Canister Logging

dfx-json · July 11, 2023, 8:29pm

Hello devs. I would like to get your take on something we are considering.

Background

Debugging an application is an exercise that every developer will have to perform at some point. There are many ways to debug, but the tool that developers reach for first - and this is pretty much universal - is the log.

How many times have you written console.log or println? Probably more times than you can count. And you very likely trace a few print statements before you bust out the big guns and start adding in breakpoints.

Suffice it to say, being able to write and read logs is important, and it aids immeasurably in debugging. Why don’t we have platform-level logging capabilities on IC then?

It’s complicated

Providing the ability to write and retrieve logs on the IC is no small feat. Several things need to be considered, and each requires extensive design and planning. For example, collecting a log across many replicated nodes is a challenge. So is ensuring what is being returned is certified and secure. What about cost and performance? Minimizing attack vectors? The list goes on and on.

While it’s certainly a tough problem to solve at the platform level, a few fine folks have gone ahead and created logging libraries in user land. This is great, and it is a testament to the gumption of this developer community.

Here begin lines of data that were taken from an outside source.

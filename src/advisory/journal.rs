//! Trade journal advisor
//!
//! Appends every closed trade to a JSONL file and scores new entries by the
//! journal's history for the strategy, the asset and the hour of day.

use super::{Advice, AdviceRequest, Advisor, TradeOutcome};
use async_trait::async_trait;
use chrono::{Timelike, Utc};
use rust_decimal::Decimal;
use rust_decimal_macros::dec;
use std::collections::HashMap;
use std::path::{Path, PathBuf};
use tokio::io::AsyncWriteExt;
use tokio::sync::Mutex;

/// Entries scoring below this are vetoed
const DEFAULT_MIN_SCORE: Decimal = dec!(40);
/// Score used until a bucket has enough history
const NEUTRAL_SCORE: Decimal = dec!(50);

#[derive(Debug, Default, Clone, Copy)]
struct Bucket {
    trades: u32,
    wins: u32,
    profit_pct_sum: Decimal,
}

impl Bucket {
    fn add(&mut self, outcome: &TradeOutcome) {
        self.trades += 1;
        if outcome.profit > Decimal::ZERO {
            self.wins += 1;
        }
        self.profit_pct_sum += outcome.profit_pct();
    }

    fn win_rate(&self) -> Decimal {
        if self.trades == 0 {
            return Decimal::ZERO;
        }
        Decimal::from(self.wins) / Decimal::from(self.trades)
    }

    /// Win rate weighted 70, average profit percent (x10, capped) up to 30
    fn performance_score(&self, min_trades: u32) -> Decimal {
        if self.trades < min_trades {
            return NEUTRAL_SCORE;
        }
        let avg_profit = self.profit_pct_sum / Decimal::from(self.trades);
        let score = self.win_rate() * dec!(70) + (avg_profit * dec!(10)).min(dec!(30));
        score.clamp(Decimal::ZERO, Decimal::ONE_HUNDRED)
    }

    fn win_rate_score(&self, min_trades: u32) -> Decimal {
        if self.trades < min_trades {
            return NEUTRAL_SCORE;
        }
        self.win_rate() * Decimal::ONE_HUNDRED
    }
}

#[derive(Debug, Default)]
struct History {
    by_strategy: HashMap<String, Bucket>,
    by_asset: HashMap<String, Bucket>,
    by_hour: HashMap<u32, Bucket>,
}

impl History {
    fn add(&mut self, outcome: &TradeOutcome) {
        self.by_strategy
            .entry(outcome.strategy.as_str().to_string())
            .or_default()
            .add(outcome);
        self.by_asset
            .entry(outcome.asset.to_uppercase())
            .or_default()
            .add(outcome);
        self.by_hour
            .entry(outcome.closed_at.hour())
            .or_default()
            .add(outcome);
    }

    /// Strategy 50%, asset 30%, hour 20%
    fn score(&self, strategy: &str, asset: &str, hour: u32) -> Decimal {
        let get = |map: &HashMap<String, Bucket>, key: &str| map.get(key).copied().unwrap_or_default();
        let strategy = get(&self.by_strategy, strategy).performance_score(5);
        let asset = get(&self.by_asset, &asset.to_uppercase()).performance_score(5);
        let hour = self
            .by_hour
            .get(&hour)
            .copied()
            .unwrap_or_default()
            .win_rate_score(3);
        strategy * dec!(0.5) + asset * dec!(0.3) + hour * dec!(0.2)
    }
}

/// JSONL trade journal that doubles as a history-based advisor
pub struct JournalAdvisor {
    path: PathBuf,
    min_score: Decimal,
    history: Mutex<History>,
}

impl JournalAdvisor {
    /// Open a journal, replaying any existing entries
    pub async fn open(path: impl Into<PathBuf>) -> anyhow::Result<Self> {
        let path = path.into();
        let mut history = History::default();

        match tokio::fs::read_to_string(&path).await {
            Ok(content) => {
                let mut replayed = 0usize;
                for (n, line) in content.lines().enumerate().filter(|(_, l)| !l.trim().is_empty()) {
                    match serde_json::from_str::<TradeOutcome>(line) {
                        Ok(outcome) => {
                            history.add(&outcome);
                            replayed += 1;
                        }
                        Err(e) => {
                            tracing::warn!(path = %path.display(), line = n + 1, error = %e, "Skipping bad journal line");
                        }
                    }
                }
                tracing::info!(path = %path.display(), trades = replayed, "Trade journal loaded");
            }
            Err(e) if e.kind() == std::io::ErrorKind::NotFound => {}
            Err(e) => return Err(e.into()),
        }

        Ok(Self {
            path,
            min_score: DEFAULT_MIN_SCORE,
            history: Mutex::new(history),
        })
    }

    pub fn with_min_score(mut self, min_score: Decimal) -> Self {
        self.min_score = min_score;
        self
    }

    pub fn path(&self) -> &Path {
        &self.path
    }

    async fn score(&self, request: &AdviceRequest, hour: u32) -> Decimal {
        self.history
            .lock()
            .await
            .score(request.strategy.as_str(), &request.asset, hour)
    }
}

#[async_trait]
impl Advisor for JournalAdvisor {
    fn name(&self) -> &str {
        "journal"
    }

    async fn advise(&self, request: &AdviceRequest) -> anyhow::Result<Advice> {
        let score = self.score(request, Utc::now().hour()).await;
        let approve = score >= self.min_score;
        let reason = if approve {
            format!("historical score {}", score.round_dp(1))
        } else {
            format!("historical score {} below {}", score.round_dp(1), self.min_score)
        };
        Ok(Advice {
            approve,
            score,
            reason,
        })
    }

    async fn record(&self, outcome: &TradeOutcome) -> anyhow::Result<()> {
        let mut line = serde_json::to_string(outcome)?;
        line.push('\n');

        // Holding the history lock keeps appends ordered
        let mut history = self.history.lock().await;
        if let Some(dir) = self.path.parent().filter(|d| !d.as_os_str().is_empty()) {
            tokio::fs::create_dir_all(dir).await?;
        }
        let mut file = tokio::fs::OpenOptions::new()
            .create(true)
            .append(true)
            .open(&self.path)
            .await?;
        file.write_all(line.as_bytes()).await?;
        history.add(outcome);
        Ok(())
    }
}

But, user land logs can only get us so far…

The shortcomings

Currently, there are two main shortcomings when it comes to logging in user space.

No ability to write logs during query calls

Since query calls can’t update state, any logs that would be written during the execution of that query method would not be persisted. Debugging a query call in this way would not be possible.

Possible alternative?

Using a separate logging service / canister and HTTPS outcalls, send the log elsewhere for processing. This might work, but it is expensive and complicated.

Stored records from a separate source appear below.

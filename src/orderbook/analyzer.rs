//! Order book depth analysis
//!
//! Caches top-of-book depth per token for a short TTL and answers the two
//! questions the engine asks before trading: is there enough liquidity, and
//! what price would a given size actually fill at.

use super::{BookSource, OrderBook, PriceLevel};
use crate::config::OrderBookConfig;
use crate::exchange::OrderSide;
use crate::telemetry::{self, LatencyMetric};
use rust_decimal::Decimal;
use rust_decimal_macros::dec;
use std::collections::HashMap;
use std::sync::Arc;
use std::time::Duration;
use tokio::sync::RwLock;
use tokio::time::Instant;

/// Spread/mid ratio above which the liquidity score is halved
const WIDE_SPREAD_RATIO: Decimal = dec!(0.05);

/// Snapshot of a token's book with derived depth statistics
///
/// Replaced wholesale on refresh, never mutated in place.
#[derive(Debug, Clone)]
pub struct OrderBookDepth {
    /// Top-N levels per side
    pub book: OrderBook,
    pub bid_depth: Decimal,
    pub ask_depth: Decimal,
    pub spread: Option<Decimal>,
    pub mid_price: Option<Decimal>,
    /// 0-100, penalized for wide spreads
    pub liquidity_score: Decimal,
    fetched_at: Instant,
}

impl OrderBookDepth {
    /// Derive depth statistics from a book, keeping `levels` per side
    pub fn from_book(mut book: OrderBook, levels: usize) -> Self {
        book.truncate(levels);
        let bid_depth = book.bid_depth();
        let ask_depth = book.ask_depth();
        let spread = book.spread();
        let mid_price = book.mid_price();
        let liquidity_score = liquidity_score(bid_depth, ask_depth, spread, mid_price);

        Self {
            book,
            bid_depth,
            ask_depth,
            spread,
            mid_price,
            liquidity_score,
            fetched_at: Instant::now(),
        }
    }

    pub fn best_bid(&self) -> Option<Decimal> {
        self.book.best_bid()
    }

    pub fn best_ask(&self) -> Option<Decimal> {
        self.book.best_ask()
    }

    /// Depth on the side an order of `side` would consume
    pub fn depth_for(&self, side: OrderSide) -> Decimal {
        match side {
            OrderSide::Buy => self.ask_depth,
            OrderSide::Sell => self.bid_depth,
        }
    }

    fn levels_for(&self, side: OrderSide) -> &[PriceLevel] {
        match side {
            OrderSide::Buy => &self.book.asks,
            OrderSide::Sell => &self.book.bids,
        }
    }

    /// Walk the book for `size` shares
    pub fn estimate_fill(&self, side: OrderSide, size: Decimal) -> Option<SlippageEstimate> {
        let levels = self.levels_for(side);
        let avg_price = walk_levels(levels, size)?;
        let reference = self.mid_price.or_else(|| levels.first().map(|l| l.price))?;
        let slippage = if reference.is_zero() {
            Decimal::ZERO
        } else {
            ((avg_price - reference) / reference).abs()
        };

        Some(SlippageEstimate {
            avg_price,
            slippage,
            book_covers_size: self.depth_for(side) >= size,
        })
    }
}

/// Liquidity score: ten points per share of the thinner side, capped at 100,
/// halved when the spread exceeds 5% of mid.
pub fn liquidity_score(
    bid_depth: Decimal,
    ask_depth: Decimal,
    spread: Option<Decimal>,
    mid: Option<Decimal>,
) -> Decimal {
    let mut score = (bid_depth.min(ask_depth) * dec!(10)).min(dec!(100));
    if let (Some(spread), Some(mid)) = (spread, mid) {
        if mid > Decimal::ZERO && spread / mid > WIDE_SPREAD_RATIO {
            score /= Decimal::TWO;
        }
    }
    score
}

/// Average fill price for `size` across best-first `levels`
///
/// Any size beyond the book is priced at the worst level.
pub fn walk_levels(levels: &[PriceLevel], size: Decimal) -> Option<Decimal> {
    let worst = levels.last()?;
    if size <= Decimal::ZERO {
        return levels.first().map(|l| l.price);
    }

    let mut remaining = size;
    let mut cost = Decimal::ZERO;
    for level in levels {
        let take = remaining.min(level.size);
        cost += take * level.price;
        remaining -= take;
        if remaining.is_zero() {
            break;
        }
    }
    if remaining > Decimal::ZERO {
        cost += remaining * worst.price;
    }

    Some(cost / size)
}

/// Result of walking the book
#[derive(Debug, Clone, PartialEq, Eq)]
pub struct SlippageEstimate {
    pub avg_price: Decimal,
    /// Fractional distance of `avg_price` from mid
    pub slippage: Decimal,
    /// False when part of the size was priced beyond the visible book
    pub book_covers_size: bool,
}

/// Outcome of a liquidity verification
#[derive(Debug, Clone, PartialEq, Eq)]
pub enum LiquidityCheck {
    Sufficient,
    /// No book could be fetched; callers decide whether to proceed
    NoData,
    Insufficient(String),
}

/// Fetches, caches and analyzes order books
pub struct OrderBookAnalyzer {
    source: Arc<dyn BookSource>,
    config: OrderBookConfig,
    cache: RwLock<HashMap<String, OrderBookDepth>>,
}

impl OrderBookAnalyzer {
    pub fn new(source: Arc<dyn BookSource>, config: OrderBookConfig) -> Self {
        Self {
            source,
            config,
            cache: RwLock::new(HashMap::new()),
        }
    }

    fn ttl(&self) -> Duration {
        Duration::from_millis(self.config.cache_ttl_ms)
    }

    /// Cached depth for a token, refetched when older than the TTL or forced
    ///
    /// Returns `None` when the venue has no levels or the fetch fails.
    pub async fn get_order_book(&self, token_id: &str, force_refresh: bool) -> Option<OrderBookDepth> {
        if !force_refresh {
            let cache = self.cache.read().await;
            if let Some(depth) = cache.get(token_id) {
                if depth.fetched_at.elapsed() < self.ttl() {
                    return Some(depth.clone());
                }
            }
        }

        let started = std::time::Instant::now();
        let fetched = self.source.get_order_book(token_id).await;
        telemetry::record_latency(LatencyMetric::OrderBook, started.elapsed());

        let book = match fetched {
            Ok(book) => book,
            Err(e) => {
                tracing::warn!(token_id = %token_id, error = %e, "Order book fetch failed");
                return None;
            }
        };

        if book.is_empty() {
            tracing::debug!(token_id = %token_id, "Order book has no levels");
            self.cache.write().await.remove(token_id);
            return None;
        }

        let depth = OrderBookDepth::from_book(book, self.config.depth_levels);
        self.cache
            .write()
            .await
            .insert(token_id.to_string(), depth.clone());
        Some(depth)
    }

    /// Average fill price and slippage versus mid for `size` shares
    pub async fn estimate_slippage(
        &self,
        token_id: &str,
        side: OrderSide,
        size: Decimal,
    ) -> Option<SlippageEstimate> {
        let depth = self.get_order_book(token_id, false).await?;
        depth.estimate_fill(side, size)
    }

    /// Verify that `size` can trade with depth of `multiple * size` and
    /// slippage at most `max_slippage`
    pub async fn check_liquidity(
        &self,
        token_id: &str,
        side: OrderSide,
        size: Decimal,
        multiple: Decimal,
        max_slippage: Decimal,
    ) -> LiquidityCheck {
        let Some(depth) = self.get_order_book(token_id, false).await else {
            return LiquidityCheck::NoData;
        };
        self.verify(&depth, side, size, multiple, max_slippage)
    }

    fn verify(
        &self,
        depth: &OrderBookDepth,
        side: OrderSide,
        size: Decimal,
        multiple: Decimal,
        max_slippage: Decimal,
    ) -> LiquidityCheck {
        if depth.liquidity_score < self.config.min_liquidity_score {
            return LiquidityCheck::Insufficient(format!(
                "liquidity score {} below {}",
                depth.liquidity_score, self.config.min_liquidity_score
            ));
        }

        let required = size * multiple;
        let available = depth.depth_for(side);
        if available < required {
            return LiquidityCheck::Insufficient(format!(
                "depth {} below required {}",
                available, required
            ));
        }

        match depth.estimate_fill(side, size) {
            Some(est) if est.slippage > max_slippage => LiquidityCheck::Insufficient(format!(
                "slippage {} above {}",
                est.slippage.round_dp(4),
                max_slippage
            )),
            Some(_) => LiquidityCheck::Sufficient,
            None => LiquidityCheck::Insufficient("no levels on required side".to_string()),
        }
    }
}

Inability to retrieve logs when a trap occurs

If your canister traps, that is likely one scenario where you need logs the most. However, since your canister is in a non-functional state at this point, there would be no way to write or retrieve those logs until the canister was restored to a functioning state.

Platform-level Logging

My question then to you is this: Do you want platform-level logging? Is the ability to log query calls a compelling enough value-add for you to consider using platform-level logging over your current logging solution? What about for logging traps?

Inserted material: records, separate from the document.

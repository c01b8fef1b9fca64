use anyhow::Context;
use clap::Parser;
use poly_engine::cli::{Cli, Commands};
use poly_engine::config::Config;

#[tokio::main]
async fn main() -> anyhow::Result<()> {
    let cli = Cli::parse();

    let config = match Config::load(&cli.config) {
        Ok(config) => config,
        Err(e) => {
            eprintln!("Warning: Could not load config from {}: {}", cli.config, e);
            eprintln!("Using default configuration");
            toml::from_str(include_str!("../config.toml.example"))
                .context("embedded default config is invalid")?
        }
    };

    match cli.command {
        Commands::Run(args) => {
            poly_engine::telemetry::init_telemetry(&config.telemetry)?;
            args.execute(config).await?;
        }
        Commands::Positions(args) => {
            args.execute(&config).await?;
        }
        Commands::Config => {
            println!("{}", toml::to_string_pretty(&config)?);
        }
    }

    Ok(())
}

We will use this information to decide how we should prioritize bringing platform-level canister logs to you through the Rust and Motoko CDK’s and Replica execution environment.

Thank you and looking forward to your responses!

cc @dsarlis

tiago89 · July 11, 2023, 9:29pm

Hell yeah!!!

I confirm the context detailed by the OP.

Compared to web2, we always have a way to know when a bad response is being delivered and a good stack trace of the event to debug.

It is much less common on Motoko due to strict type, but it’s still possible and we can only know when users get back with the errors. If we control the frontend, we can allow React to send the error logs of trapped calles.

In my use case it’s NFT canisters, and being sure that the transactions are still working despite a year of operation and successive changes. Especially changes of standards on the caller or wallets.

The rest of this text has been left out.